Abstract

The copper smelting facilities of the Ural Mining and Metallurgical Company (UMMC) mostly rely on copper-zinc and polymetallic ores. Finely disseminated minerals are associated with increased cost of selective flotation and mineral losses with dissimilar concentrates. In selective flotation of copper-zinc ores from the Urals region, between 6% (high zinc ores) and 23–44% of zinc get lost with copper concentrates depending on metal concentration and intergrowth of minerals in the ore, with the concentration of zinc in it being less than 1 %. In metallurgical processing, 90–95% of zinc contained in copper concentrates go to waste with the slag. Processing of polymetallic ores from the Altay deposits is associated with high losses of copper, lead and zinc, which get lost with dissimilar concentrates. The authors of this paper propose to obtain bulk concentrates from low zinc (0.4–1% Zn) and highly complex copper-zinc ores; obtain high-quality zinc and polymetallic (copper-lead-zinc) concentrates from polymetallic ores; set up a processing facility for polymetallic concentrates at the Mednogorsk Copper-Sulphur Plant (MCSP) that would involve the following stages: matte and zinc slag smelting – matte converted to blister copper – copper extraction from and fuming of smelter and converter slags. The main smelting vessel is currently under reconstruction aimed at introducing high-pressure highly concentrated blast oxygen; a slag fuming complex will need to be built with gas scrubbers to produce lead-zinc sublimates. An existing oxygen plant is utilised, and all sulphur containing gases are treated in a sulphuric acid facility present at the site.
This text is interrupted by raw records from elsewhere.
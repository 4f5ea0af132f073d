//! Stack Render CLI
//!
//! Usage:
//!   stack-render [OPTIONS] [TEMPLATE]
//!
//! Options:
//!   -p, --param <KEY=VALUE>   Parameter value (repeatable)
//!   --params-file <FILE>      YAML or JSON mapping of parameter values
//!   -c, --config <FILE>       Render configuration (TOML format)
//!   --region <REGION>         Override the configured region
//!   -f, --format <FORMAT>     Output format: json or yaml
//!   --expect <NAME>           Fail unless the named resource is rendered
//!   -v, --verbose             Increase log verbosity
//!   -h, --help                Print help

use std::fs;
use std::io::{self, Read};
use std::path::PathBuf;

use clap::{Parser, ValueEnum};
use tracing_subscriber::EnvFilter;

use stack_render::template::load_values;
use stack_render::{render_with_config, Parameters, RenderConfig, RenderError, Template, Value};

#[derive(Debug, Clone, Copy, ValueEnum)]
enum Format {
    Json,
    Yaml,
}

#[derive(Parser)]
#[command(name = "stack-render")]
#[command(about = "Render infrastructure templates into concrete resource documents")]
struct Cli {
    /// Template file (reads from stdin if not provided)
    template: Option<PathBuf>,

    /// Parameter value as KEY=VALUE
    #[arg(short, long = "param", value_name = "KEY=VALUE", value_parser = parse_param)]
    params: Vec<(String, String)>,

    /// YAML or JSON mapping of parameter values
    #[arg(long)]
    params_file: Option<PathBuf>,

    /// Render configuration file (TOML format)
    #[arg(short, long)]
    config: Option<PathBuf>,

    /// Override the configured region
    #[arg(long)]
    region: Option<String>,

    /// Output format
    #[arg(short, long, value_enum, default_value = "json")]
    format: Format,

    /// Fail unless the named resource is present in the rendered document
    #[arg(long, value_name = "NAME")]
    expect: Vec<String>,

    /// Increase log verbosity (-v info, -vv debug)
    #[arg(short, long, action = clap::ArgAction::Count)]
    verbose: u8,
}

fn parse_param(raw: &str) -> Result<(String, String), String> {
    match raw.split_once('=') {
        Some((key, value)) if !key.is_empty() => Ok((key.to_string(), value.to_string())),
        _ => Err(format!("expected KEY=VALUE, got '{}'", raw)),
    }
}

fn init_logging(verbose: u8) {
    let default = match verbose {
        0 => "warn",
        1 => "info",
        _ => "debug",
    };
    tracing_subscriber::fmt()
        .with_env_filter(EnvFilter::try_from_default_env().unwrap_or_else(|_| default.into()))
        .with_writer(io::stderr)
        .init();
}

fn fail(message: impl std::fmt::Display) -> ! {
    eprintln!("Error: {}", message);
    std::process::exit(1);
}

fn main() {
    let cli = Cli::parse();
    init_logging(cli.verbose);

    // Load configuration
    let mut config = match &cli.config {
        Some(path) => match RenderConfig::from_file(path) {
            Ok(c) => c,
            Err(e) => fail(format!("loading config '{}': {}", path.display(), e)),
        },
        None => RenderConfig::default(),
    };
    if let Some(region) = &cli.region {
        config = config.with_region(region);
    }

    // Collect parameters; command-line values win over the params file
    let mut params = Parameters::new();
    if let Some(path) = &cli.params_file {
        let content = match fs::read_to_string(path) {
            Ok(content) => content,
            Err(e) => fail(format!("reading params file '{}': {}", path.display(), e)),
        };
        match load_values(&content) {
            Ok(values) => params.extend(values),
            Err(e) => fail(e.format(&content, &path.display().to_string())),
        }
    }
    for (key, value) in &cli.params {
        params.insert(key.clone(), Value::string(value));
    }

    // Read template
    let (source, filename) = match &cli.template {
        Some(path) => match fs::read_to_string(path) {
            Ok(content) => (content, path.display().to_string()),
            Err(e) => fail(format!("reading file '{}': {}", path.display(), e)),
        },
        None => {
            let mut buffer = String::new();
            match io::stdin().read_to_string(&mut buffer) {
                Ok(_) => (buffer, "<stdin>".to_string()),
                Err(e) => fail(format!("reading from stdin: {}", e)),
            }
        }
    };

    let template = match Template::from_str(&source) {
        Ok(t) => t,
        Err(e) => {
            eprintln!("{}", e.format(&source, &filename));
            std::process::exit(1);
        }
    };

    let document = match render_with_config(&template, &params, &config) {
        Ok(document) => document,
        Err(RenderError::Parse(e)) => {
            eprintln!("{}", e.format(&source, &filename));
            std::process::exit(1);
        }
        Err(e) => fail(e),
    };

    let missing: Vec<&str> = cli
        .expect
        .iter()
        .map(String::as_str)
        .filter(|name| !document.contains_resource(name))
        .collect();
    if !missing.is_empty() {
        fail(format!("expected resources not rendered: {}", missing.join(", ")));
    }

    let output = match cli.format {
        Format::Json => document.to_json().map_err(|e| e.to_string()),
        Format::Yaml => document.to_yaml().map_err(|e| e.to_string()),
    };
    match output {
        Ok(text) => println!("{}", text.trim_end()),
        Err(e) => fail(format!("serializing document: {}", e)),
    }
}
The advantages of the proposed processing scheme include: increased end-to-end recovery (from complex ores to refined ingots): copper — by 2.7%, zinc — by 8.1%; the output of refined lead at UMMC increased by 14 th tons with no special investment made; simpler processing schemes and a significant reduction in processing and transportation costs; rational use of the MCSP production facilities and infrastructure, raw materials available on a stable and long-term basis; an increase of 3.8 bln rubles per annum in the commodity output of UMMC.